■ Stored data entries

================================

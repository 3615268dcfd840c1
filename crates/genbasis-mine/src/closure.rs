use genbasis_core::Itemset;

use crate::counting::ItemsetCounts;

/// Frequent itemset with no frequent proper superset of the same support.
#[derive(Debug, Clone, PartialEq, Eq)]
pub struct ClosedItemset {
    pub itemset: Itemset,
    pub support: u64,
}

/// Keep the itemsets counted at least `min_support` times, then the closed ones.
///
/// Closure is judged only against the frequent population, so the result
/// depends on `min_support`. Output follows the iteration order of `counts`.
pub fn find_closed(counts: &ItemsetCounts, min_support: u64) -> Vec<ClosedItemset> {
    let frequent: Vec<(&Itemset, u64)> = counts
        .iter()
        .filter(|&(_, count)| count >= min_support)
        .collect();

    let mut closed = Vec::new();
    for &(itemset, support) in &frequent {
        let absorbed = frequent.iter().any(|&(other, other_support)| {
            other_support == support && itemset.is_proper_subset(other)
        });
        if !absorbed {
            closed.push(ClosedItemset {
                itemset: itemset.clone(),
                support,
            });
        }
    }
    closed
}
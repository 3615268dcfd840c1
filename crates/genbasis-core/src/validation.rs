/// Severity level for validation issues.
#[derive(Debug, Clone, Copy, PartialEq, Eq)]
pub enum IssueSeverity {
    Error,
    Warning,
}

/// Structured validation issue with location and hint.
#[derive(Debug, Clone, PartialEq, Eq)]
pub struct ValidationIssue {
    pub severity: IssueSeverity,
    pub code: String,
    pub path: String,
    pub message: String,
    pub hint: Option<String>,
}

impl ValidationIssue {
    pub fn error(
        code: impl Into<String>,
        path: impl Into<String>,
        message: impl Into<String>,
        hint: Option<String>,
    ) -> Self {
        Self {
            severity: IssueSeverity::Error,
            code: code.into(),
            path: path.into(),
            message: message.into(),
            hint,
        }
    }

    pub fn warning(
        code: impl Into<String>,
        path: impl Into<String>,
        message: impl Into<String>,
        hint: Option<String>,
    ) -> Self {
        Self {
            severity: IssueSeverity::Warning,
            ..Self::error(code, path, message, hint)
        }
    }
}

/// Aggregated validation report with errors and warnings.
#[derive(Debug, Default, Clone, PartialEq, Eq)]
pub struct ValidationReport {
    pub errors: Vec<ValidationIssue>,
    pub warnings: Vec<ValidationIssue>,
}

impl ValidationReport {
    /// Returns true when there are no errors.
    pub fn is_ok(&self) -> bool {
        self.errors.is_empty()
    }

    pub fn push(&mut self, issue: ValidationIssue) {
        match issue.severity {
            IssueSeverity::Error => self.errors.push(issue),
            IssueSeverity::Warning => self.warnings.push(issue),
        }
    }

    /// Merge another report into this one.
    pub fn merge(&mut self, other: ValidationReport) {
        self.errors.extend(other.errors);
        self.warnings.extend(other.warnings);
    }

    /// One `path: message` line per error, for terminal output.
    pub fn summary(&self) -> String {
        self.errors
            .iter()
            .map(|issue| match &issue.hint {
                Some(hint) => format!("{}: {} (hint: {hint})", issue.path, issue.message),
                None => format!("{}: {}", issue.path, issue.message),
            })
            .collect::<Vec<_>>()
            .join("\n")
    }
}

#[cfg(test)]
mod tests {
    use super::*;

    #[test]
    fn push_routes_by_severity() {
        let mut report = ValidationReport::default();
        report.push(ValidationIssue::warning("unknown_key", "/foo", "ignored", None));
        assert!(report.is_ok());

        report.push(ValidationIssue::error(
            "out_of_range",
            "/min_confidence",
            "must be within [0, 1]",
            Some("use a fraction such as 0.5".to_string()),
        ));
        assert!(!report.is_ok());
        assert_eq!(
            report.summary(),
            "/min_confidence: must be within [0, 1] (hint: use a fraction such as 0.5)"
        );
    }
}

================================

■ TASK DETAILS
Report every line of the data above that contains the string "code" by copying it in full.

■ FINISHED EXERCISE
    pub code: String,
        code: impl Into<String>,
            code: code.into(),
        code: impl Into<String>,
            ..Self::error(code, path, message, hint)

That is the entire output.